ABOUT THIS TASK
Reproduce all of the data exactly.

Excerpts from a dataset:
■ ■ ■ ■

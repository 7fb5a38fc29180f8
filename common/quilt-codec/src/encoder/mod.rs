// Copyright Amazon.com, Inc. or its affiliates. All Rights Reserved.
// SPDX-License-Identifier: Apache-2.0

pub mod buffer;
pub mod estimator;
pub mod value;

pub use buffer::*;
pub use estimator::*;
pub use value::*;

use core::convert::TryFrom;

pub trait Encoder: Sized {
    /// Encode the given `EncoderValue` into the buffer
    #[inline]
    fn encode<T: EncoderValue>(&mut self, value: &T) {
        value.encode(self)
    }

    /// Encode the given `EncoderValue` into the buffer with a prefix of `Len`
    #[inline]
    fn encode_with_len_prefix<Len: TryFrom<usize> + EncoderValue, T: EncoderValue>(
        &mut self,
        value: &T,
    ) where
        Len::Error: core::fmt::Debug,
    {
        value.encode_with_len_prefix::<Len, Self>(self)
    }

    /// Calls `write` with a slice of `len` bytes at the current write position
    fn write_sized<F: FnOnce(&mut [u8])>(&mut self, len: usize, write: F);

    /// Copies the slice into the buffer
    fn write_slice(&mut self, slice: &[u8]);

    /// Repeatedly write a byte `value` for a given `count`
    fn write_repeated(&mut self, count: usize, value: u8);

    /// Returns the total buffer capacity
    fn capacity(&self) -> usize;

    /// Returns the number of bytes written to the buffer
    fn len(&self) -> usize;

    /// Returns `true` if no bytes have been written
    #[inline]
    fn is_empty(&self) -> bool {
        self.len() == 0
    }

    /// Returns the number of available bytes in the buffer
    #[inline]
    fn remaining_capacity(&self) -> usize {
        self.capacity().saturating_sub(self.len())
    }
}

■ ■ ■ ■

SOLUTION TO THIS TASK
repository 7fb5a38fc29180f8
filename common/quilt-codec/src/encoder/mod.rs
// Copyright Amazon.com, Inc. or its affiliates. All Rights Reserved.
// SPDX-License-Identifier: Apache-2.0

pub mod buffer;
pub mod estimator;
pub mod value;

pub use buffer::*;
pub use estimator::*;
pub use value::*;

use core::convert::TryFrom;

pub trait Encoder: Sized {
    /// Encode the given `EncoderValue` into the buffer
    #[inline]
    fn encode<T: EncoderValue>(&mut self, value: &T) {
        value.encode(self)
    }

    /// Encode the given `EncoderValue` into the buffer with a prefix of `Len`
    #[inline]
    fn encode_with_len_prefix<Len: TryFrom<usize> + EncoderValue, T: EncoderValue>(
        &mut self,
        value: &T,
    ) where
        Len::Error: core::fmt::Debug,
    {
        value.encode_with_len_prefix::<Len, Self>(self)
    }

    /// Calls `write` with a slice of `len` bytes at the current write position
    fn write_sized<F: FnOnce(&mut [u8])>(&mut self, len: usize, write: F);

    /// Copies the slice into the buffer
    fn write_slice(&mut self, slice: &[u8]);

    /// Repeatedly write a byte `value` for a given `count`
    fn write_repeated(&mut self, count: usize, value: u8);

    /// Returns the total buffer capacity
    fn capacity(&self) -> usize;

    /// Returns the number of bytes written to the buffer
    fn len(&self) -> usize;

    /// Returns `true` if no bytes have been written
    #[inline]
    fn is_empty(&self) -> bool {
        self.len() == 0
    }

    /// Returns the number of available bytes in the buffer
    #[inline]
    fn remaining_capacity(&self) -> usize {
        self.capacity().saturating_sub(self.len())
    }
}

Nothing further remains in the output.